Iran Khodro Prices Keep Rising

Iran Khodro on Sunday published a new price list for five models including the popular hatchback model Peugeot 207i and the locally-designed Dena+, jacking up prices by a hefty 50% for four models and reducing the price of one car by 5%.

According to the list published on IKCO.ir, the price of the hatchback Peugeot 207i with manual gearbox has jumped from 470 million rials ($4,600) to 700 million rials ($6,860).

The company has raised the price of Dena+ from 530 million rials ($5,200) to 760 million rials ($7,450).

IKCO has also increased prices of two Chinese models made in Iran by 50% and 41%. The Dongfeng H30 Cross is sold 750 million rials ($7,350), up 50% from 500 million rials ($4,900). The price of Haima S5 has also increased 41% from 980 million rials ($9,600) to 1.38 billion rials ($13,530), according to Financial Tribune.

The company cut the price of a face-lifted version of Peugeot 405 with automatic gearbox locally known as Peugeot Pars from 830 million rials ($8,140) to 790 million rials ($7,740).

This is while the price of the same car was raised from ۵۴۰ million rials ($5,300) to 830 million rials ($8,140) last week — a whopping 54%.

Disregarding the company’s questionable advertisement tactics about “cutting prices”, simple arithmetic shows that the  Peugeot Pars costs 46% higher compared to a few weeks ago.

Chaotic Market

Over the past few months and after the US imposed new sanctions Iran’s economy started to falter and the national currency lost 60% of its value in the past eight months. However, the rial has stabilized in recent weeks as the central bank strives to control the forex market with stringent rules and high penalties for those who break the currency rules.

On Monday the greenback was sold for 102,800 rials in Tehran. It fetched 160,000 to 180,000 rials in summer when the rial tanked and currency prices jumped to unprecedented highs.  In March the USD had a hard time getting 42,000 rials.

With inflation galloping and the currency market in chaos, desperate people wanting to change their shrinking rial into safe-haven assets rushed to the lucrative auto market. This was where the avaricious carmakers and their agents came in and resorted to every trick in the book to make easy money.

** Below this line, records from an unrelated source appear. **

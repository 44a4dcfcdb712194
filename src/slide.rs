use std::path::{Path, PathBuf};
use rand::seq::SliceRandom;
use crate::constants::*;

/// One carousel entry. Immutable once built; `id` is the stable identity
/// used to key render layers.
#[derive(Debug, Clone, PartialEq, Eq)]
pub struct Slide {
    pub id: u32,
    pub image: PathBuf,
}

impl Slide {
    pub fn new(id: u32, image: impl Into<PathBuf>) -> Self {
        Self { id, image: image.into() }
    }

    /// Built-in list: `c1.jpeg` .. `c6.jpeg` under the asset directory.
    pub fn defaults(asset_dir: &Path) -> Vec<Slide> {
        (1..=DEFAULT_SLIDE_COUNT)
            .map(|id| Slide::new(id, asset_dir.join(format!("c{}.jpeg", id))))
            .collect()
    }

    /// Numbers slides 1..=n in the order the paths are given.
    pub fn from_paths(paths: Vec<PathBuf>) -> Vec<Slide> {
        paths
            .into_iter()
            .zip(1..)
            .map(|(path, id)| Slide::new(id, path))
            .collect()
    }

    pub fn alt_text(&self) -> String {
        format!("Product image {}", self.id)
    }
}

// Order is randomized once; ids travel with their images.
pub fn shuffle_slides(slides: &mut [Slide]) {
    slides.shuffle(&mut rand::rng());
}
use std::path::PathBuf;

use clap::{Parser, Subcommand};

use crate::planner::constants::{DEFAULT_BACKEND_URL, DEFAULT_TIMEOUT_SECS};

/// NutriTrack: request a daily diet plan, then tweak, lock, regenerate and save it.
#[derive(Parser, Debug)]
#[command(name = "nutritrack")]
#[command(author, version, about, long_about = None)]
pub struct Cli {
    #[command(subcommand)]
    pub command: Option<Command>,

    /// Base URL of the plan service.
    #[arg(long, global = true, env = "NUTRITRACK_BACKEND_URL", default_value = DEFAULT_BACKEND_URL)]
    pub backend_url: String,

    /// Storage file for the saved plan (defaults to the user data directory).
    #[arg(long, global = true, env = "NUTRITRACK_STORAGE")]
    pub storage: Option<PathBuf>,

    /// Seconds to wait for the plan service.
    #[arg(long, global = true, default_value_t = DEFAULT_TIMEOUT_SECS)]
    pub timeout_secs: u64,
}

#[derive(Subcommand, Debug)]
pub enum Command {
    /// Enter a profile and work with a generated plan interactively.
    Plan,

    /// Suggest a goal from height and weight.
    SuggestGoal {
        /// Height in centimetres.
        #[arg(long)]
        height: Option<f64>,

        /// Weight in kilograms.
        #[arg(long)]
        weight: Option<f64>,
    },

    /// Show the saved plan if it matches the profile you enter.
    Load,

    /// Delete the saved plan.
    Clear,
}

impl Default for Command {
    fn default() -> Self {
        Command::Plan
    }
}
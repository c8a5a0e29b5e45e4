mod plan;
mod profile;
mod saved;

pub use plan::{
    Macros, MealEntry, MealOption, MealSlot, Plan, PlanBody, PlanResponse, SelectedMeal,
};
pub use profile::{ActivityLevel, Diet, Goal, Sex, UserProfile};
pub use saved::SavedPlan;
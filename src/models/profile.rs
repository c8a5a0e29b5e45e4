use std::fmt;

use serde::{Deserialize, Serialize};

/// Biological sex used by the service's BMR estimate.
#[derive(Debug, Clone, Copy, PartialEq, Eq, Serialize, Deserialize)]
pub enum Sex {
    Male,
    Female,
}

/// Activity labels offered by the profile form.
#[derive(Debug, Clone, Copy, PartialEq, Eq, Serialize, Deserialize)]
pub enum ActivityLevel {
    #[serde(rename = "Mostly Sitting")]
    MostlySitting,
    #[serde(rename = "Some Movement")]
    SomeMovement,
    #[serde(rename = "Regular Exercise")]
    RegularExercise,
    #[serde(rename = "Very Active")]
    VeryActive,
    Athlete,
}

#[derive(Debug, Clone, Copy, PartialEq, Eq, Serialize, Deserialize)]
pub enum Goal {
    #[serde(rename = "Lose Fat")]
    LoseFat,
    Maintain,
    #[serde(rename = "Gain Muscle")]
    GainMuscle,
    #[serde(rename = "Gain Weight")]
    GainWeight,
}

#[derive(Debug, Clone, Copy, PartialEq, Eq, Serialize, Deserialize)]
pub enum Diet {
    Vegetarian,
    Vegan,
    #[serde(rename = "Non-Vegetarian")]
    NonVegetarian,
}

impl Sex {
    pub const ALL: [Sex; 2] = [Sex::Male, Sex::Female];

    pub fn label(self) -> &'static str {
        match self {
            Sex::Male => "Male",
            Sex::Female => "Female",
        }
    }
}

impl ActivityLevel {
    pub const ALL: [ActivityLevel; 5] = [
        ActivityLevel::MostlySitting,
        ActivityLevel::SomeMovement,
        ActivityLevel::RegularExercise,
        ActivityLevel::VeryActive,
        ActivityLevel::Athlete,
    ];

    pub fn label(self) -> &'static str {
        match self {
            ActivityLevel::MostlySitting => "Mostly Sitting",
            ActivityLevel::SomeMovement => "Some Movement",
            ActivityLevel::RegularExercise => "Regular Exercise",
            ActivityLevel::VeryActive => "Very Active",
            ActivityLevel::Athlete => "Athlete",
        }
    }
}

impl Goal {
    pub const ALL: [Goal; 4] = [Goal::LoseFat, Goal::Maintain, Goal::GainMuscle, Goal::GainWeight];

    pub fn label(self) -> &'static str {
        match self {
            Goal::LoseFat => "Lose Fat",
            Goal::Maintain => "Maintain",
            Goal::GainMuscle => "Gain Muscle",
            Goal::GainWeight => "Gain Weight",
        }
    }
}

impl Diet {
    pub const ALL: [Diet; 3] = [Diet::Vegetarian, Diet::Vegan, Diet::NonVegetarian];

    pub fn label(self) -> &'static str {
        match self {
            Diet::Vegetarian => "Vegetarian",
            Diet::Vegan => "Vegan",
            Diet::NonVegetarian => "Non-Vegetarian",
        }
    }
}

macro_rules! display_via_label {
    ($($ty:ty),*) => {
        $(impl fmt::Display for $ty {
            fn fmt(&self, f: &mut fmt::Formatter<'_>) -> fmt::Result {
                f.write_str(self.label())
            }
        })*
    };
}

display_via_label!(Sex, ActivityLevel, Goal, Diet);

/// The biometrics entered in the profile form.
///
/// Serializes to the request body the plan service expects.
#[derive(Debug, Clone, PartialEq, Serialize, Deserialize)]
pub struct UserProfile {
    pub sex: Sex,
    pub age: u32,
    /// Height in centimetres.
    pub height: f64,
    /// Weight in kilograms.
    pub weight: f64,
    pub activity: ActivityLevel,
    pub goal: Goal,
    pub diet: Diet,
}

impl UserProfile {
    /// Normalized identity used to match a saved plan against the form.
    ///
    /// Fields are joined with `|` and lower-cased, so `70.0` kg and `70` kg
    /// produce the same key.
    pub fn signature(&self) -> String {
        format!(
            "{}|{}|{}|{}|{}|{}|{}",
            self.sex, self.age, self.height, self.weight, self.activity, self.goal, self.diet
        )
        .to_lowercase()
    }

    /// Reject values the service cannot compute a plan from.
    pub fn validate(&self) -> crate::Result<()> {
        if self.age == 0 {
            return Err(crate::NutriError::Validation(
                "Age must be greater than zero.".to_string(),
            ));
        }
        if !(self.height.is_finite() && self.height > 0.0) {
            return Err(crate::NutriError::Validation(
                "Height must be a positive number of centimetres.".to_string(),
            ));
        }
        if !(self.weight.is_finite() && self.weight > 0.0) {
            return Err(crate::NutriError::Validation(
                "Weight must be a positive number of kilograms.".to_string(),
            ));
        }
        Ok(())
    }
}
use serde::{Deserialize, Serialize};

use crate::models::{SelectedMeal, UserProfile};

/// The plan persisted under the fixed storage key.
#[derive(Debug, Clone, PartialEq, Serialize, Deserialize)]
pub struct SavedPlan {
    /// Profile the plan was generated for.
    pub user: UserProfile,
    pub signature: String,
    pub meals: Vec<SelectedMeal>,
    /// Milliseconds since the Unix epoch.
    pub ts: i64,
}

impl SavedPlan {
    pub fn new(user: UserProfile, meals: Vec<SelectedMeal>) -> Self {
        let signature = user.signature();
        Self {
            user,
            signature,
            meals,
            ts: chrono::Utc::now().timestamp_millis(),
        }
    }

    pub fn total_calories(&self) -> f64 {
        self.meals.iter().map(|m| m.calories).sum()
    }

    /// Whether this save was made for the profile currently entered.
    pub fn matches(&self, profile: &UserProfile) -> bool {
        !self.signature.is_empty() && self.signature == profile.signature()
    }
}
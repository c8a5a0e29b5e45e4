pub mod constants;
pub mod goal;

pub use constants::*;
pub use goal::{calculate_bmi, classify_bmi, suggest_goal, BmiCategory, GoalSuggestion};
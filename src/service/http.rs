use std::time::Duration;

use serde::Serialize;
use tracing::{debug, info, warn};

use crate::error::{NutriError, Result};
use crate::models::{Plan, PlanResponse, UserProfile};
use crate::planner::constants::PLAN_ENDPOINT;
use crate::service::PlanService;

#[derive(Serialize)]
struct PlanRequest<'a> {
    #[serde(flatten)]
    profile: &'a UserProfile,
    #[serde(rename = "_t", skip_serializing_if = "Option::is_none")]
    nonce: Option<u64>,
}

/// Blocking client for the remote plan endpoint.
///
/// Requests run on a private single-threaded runtime.
pub struct HttpPlanService {
    client: reqwest::Client,
    rt: tokio::runtime::Runtime,
    endpoint: String,
}

impl HttpPlanService {
    pub fn new(backend_url: &str, timeout: Duration) -> Result<Self> {
        let client = reqwest::Client::builder()
            .user_agent(format!("nutritrack/{}", env!("CARGO_PKG_VERSION")))
            .timeout(timeout)
            .build()?;
        let rt = tokio::runtime::Builder::new_current_thread()
            .enable_all()
            .build()?;
        let endpoint = format!("{}{}", backend_url.trim_end_matches('/'), PLAN_ENDPOINT);

        Ok(Self {
            client,
            rt,
            endpoint,
        })
    }

    pub fn endpoint(&self) -> &str {
        &self.endpoint
    }

    pub async fn generate_plan_async(
        &self,
        profile: &UserProfile,
        nonce: Option<u64>,
    ) -> Result<Plan> {
        debug!(endpoint = %self.endpoint, ?nonce, "requesting plan");

        let resp = self
            .client
            .post(&self.endpoint)
            .json(&PlanRequest { profile, nonce })
            .send()
            .await
            .map_err(|e| NutriError::Transport {
                status: None,
                message: e.to_string(),
            })?;

        let status = resp.status();
        if !status.is_success() {
            // The service reports its own failures as `{"error": ...}` with a 4xx/5xx.
            let message = resp
                .json::<PlanResponse>()
                .await
                .ok()
                .and_then(|body| body.error)
                .unwrap_or_else(|| format!("Server error: {}", status.as_u16()));
            warn!(status = status.as_u16(), %message, "plan request failed");
            return Err(NutriError::status(status.as_u16(), message));
        }

        let body: PlanResponse = resp
            .json()
            .await
            .map_err(|e| NutriError::InvalidResponse(e.to_string()))?;
        let plan = body.into_plan()?;

        info!(slots = plan.slots.len(), tdee = plan.tdee, "received plan");
        Ok(plan)
    }
}

impl PlanService for HttpPlanService {
    fn generate_plan(&self, profile: &UserProfile, nonce: Option<u64>) -> Result<Plan> {
        self.rt.block_on(self.generate_plan_async(profile, nonce))
    }
}

#[cfg(test)]
mod tests {
    use super::*;
    use crate::models::{ActivityLevel, Diet, Goal, Sex};

    fn profile() -> UserProfile {
        UserProfile {
            sex: Sex::Female,
            age: 28,
            height: 165.0,
            weight: 58.5,
            activity: ActivityLevel::SomeMovement,
            goal: Goal::GainMuscle,
            diet: Diet::Vegan,
        }
    }

    #[test]
    fn test_request_body_flattens_profile() {
        let p = profile();
        let body = serde_json::to_value(PlanRequest {
            profile: &p,
            nonce: Some(42),
        })
        .unwrap();
        assert_eq!(body["sex"], "Female");
        assert_eq!(body["height"], 165.0);
        assert_eq!(body["_t"], 42);

        let body = serde_json::to_value(PlanRequest {
            profile: &p,
            nonce: None,
        })
        .unwrap();
        assert!(body.get("_t").is_none());
    }

    #[test]
    fn test_endpoint_joins_trailing_slash() {
        let service = HttpPlanService::new("http://localhost:5000/", Duration::from_secs(1)).unwrap();
        assert_eq!(service.endpoint(), "http://localhost:5000/api/plan");
    }
}
/// Upper bound (exclusive) of the underweight band.
pub const BMI_UNDERWEIGHT_MAX: f64 = 18.5;

/// Healthy BMIs at or below this are nudged toward muscle gain.
pub const BMI_LEAN_HEALTHY_MAX: f64 = 21.5;

/// Upper bound (exclusive) of the healthy band.
pub const BMI_HEALTHY_MAX: f64 = 25.0;

/// Upper bound (exclusive) of the overweight band.
pub const BMI_OVERWEIGHT_MAX: f64 = 30.0;

// ─────────────────────────────────────────────────────────────────────────────
// Service and storage defaults
// ─────────────────────────────────────────────────────────────────────────────

/// Plan service used when neither flag nor environment names one.
pub const DEFAULT_BACKEND_URL: &str = "http://127.0.0.1:5000";

/// Path of the plan endpoint relative to the backend URL.
pub const PLAN_ENDPOINT: &str = "/api/plan";

/// Storage key holding the single saved plan.
pub const LAST_PLAN_KEY: &str = "nutritrack:lastPlan";

/// Request timeout in seconds.
pub const DEFAULT_TIMEOUT_SECS: u64 = 30;
use std::path::PathBuf;
use std::time::Duration;

use directories::ProjectDirs;

use crate::cli::Cli;
use crate::error::{NutriError, Result};

/// Resolved runtime settings.
#[derive(Debug, Clone)]
pub struct Config {
    pub backend_url: String,
    pub storage_path: PathBuf,
    pub timeout: Duration,
}

impl Config {
    pub fn from_cli(cli: &Cli) -> Result<Self> {
        let backend_url = cli.backend_url.trim().to_string();
        if !(backend_url.starts_with("http://") || backend_url.starts_with("https://")) {
            return Err(NutriError::InvalidInput(format!(
                "backend URL must start with http:// or https://, got '{}'",
                backend_url
            )));
        }

        let storage_path = match &cli.storage {
            Some(path) => path.clone(),
            None => default_storage_path()?,
        };

        Ok(Config {
            backend_url,
            storage_path,
            timeout: Duration::from_secs(cli.timeout_secs.max(1)),
        })
    }
}

fn default_storage_path() -> Result<PathBuf> {
    let proj_dirs = ProjectDirs::from("", "", "nutritrack").ok_or_else(|| {
        NutriError::InvalidInput("could not determine home directory".to_string())
    })?;
    Ok(proj_dirs.data_dir().join("storage.json"))
}

#[cfg(test)]
mod tests {
    use super::*;
    use clap::Parser;

    #[test]
    fn test_explicit_storage_and_url() {
        let cli = Cli::parse_from([
            "nutritrack",
            "--backend-url",
            "https://plans.example.org",
            "--storage",
            "/tmp/nt.json",
            "load",
        ]);
        let config = Config::from_cli(&cli).unwrap();
        assert_eq!(config.backend_url, "https://plans.example.org");
        assert_eq!(config.storage_path, PathBuf::from("/tmp/nt.json"));
        assert_eq!(config.timeout, Duration::from_secs(30));
    }

    #[test]
    fn test_rejects_non_http_url() {
        let cli = Cli::parse_from(["nutritrack", "--backend-url", "ftp://x", "--storage", "s.json"]);
        assert!(Config::from_cli(&cli).is_err());
    }
}
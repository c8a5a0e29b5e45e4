use thiserror::Error;

#[derive(Debug, Error)]
pub enum NutriError {
    #[error("{0}")]
    Validation(String),

    #[error("Could not reach the plan service: {message}")]
    Transport {
        status: Option<u16>,
        message: String,
    },

    #[error("Plan service error: {0}")]
    Domain(String),

    #[error("Malformed plan response: {0}")]
    InvalidResponse(String),

    #[error("No saved plan found.")]
    NothingSaved,

    #[error("Saved plan does not match current inputs. Generate a new plan.")]
    SignatureMismatch,

    #[error("Saved plan is unreadable: {0}")]
    CorruptSave(String),

    #[error("No plan has been generated yet")]
    NoPlan,

    #[error("Invalid input: {0}")]
    InvalidInput(String),

    #[error("IO error: {0}")]
    Io(#[from] std::io::Error),

    #[error("JSON error: {0}")]
    Json(#[from] serde_json::Error),

    #[error("Prompt error: {0}")]
    Prompt(#[from] dialoguer::Error),

    #[error("HTTP error: {0}")]
    Http(#[from] reqwest::Error),
}

impl NutriError {
    /// Build a transport error for a non-success HTTP status.
    pub fn status(status: u16, message: impl Into<String>) -> Self {
        NutriError::Transport {
            status: Some(status),
            message: message.into(),
        }
    }

    /// Errors that end the interactive session. Everything else is reported
    /// and the user picks another action.
    pub fn is_fatal(&self) -> bool {
        matches!(self, NutriError::Prompt(_) | NutriError::Io(_))
    }
}

pub type Result<T> = std::result::Result<T, NutriError>;

#[cfg(test)]
mod tests {
    use super::*;

    #[test]
    fn test_only_terminal_failures_are_fatal() {
        assert!(!NutriError::Validation("Height must be positive".into()).is_fatal());
        assert!(!NutriError::InvalidInput("abc is not a number".into()).is_fatal());
        assert!(!NutriError::status(500, "Server error: 500").is_fatal());
        assert!(!NutriError::SignatureMismatch.is_fatal());

        let io = std::io::Error::new(std::io::ErrorKind::BrokenPipe, "closed");
        assert!(NutriError::Io(io).is_fatal());
        assert!(NutriError::from(dialoguer::Error::IO(std::io::Error::other("tty"))).is_fatal());
    }
}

Fast running out of economic vision and new ideas, and in a move reportedly aimed at “managing” the chaos in the auto market, the government gave the green light to carmakers to set factory prices 5% lower than the market value to get rid of the army of middlemen demanding car prices as never seen before.

Industries Minister Reza Rahmani often claims in his press briefings that “the controlled increase in prices” would help manufacturers boost production. The higher factory prices plus increase in supply is supposed to pull down prices.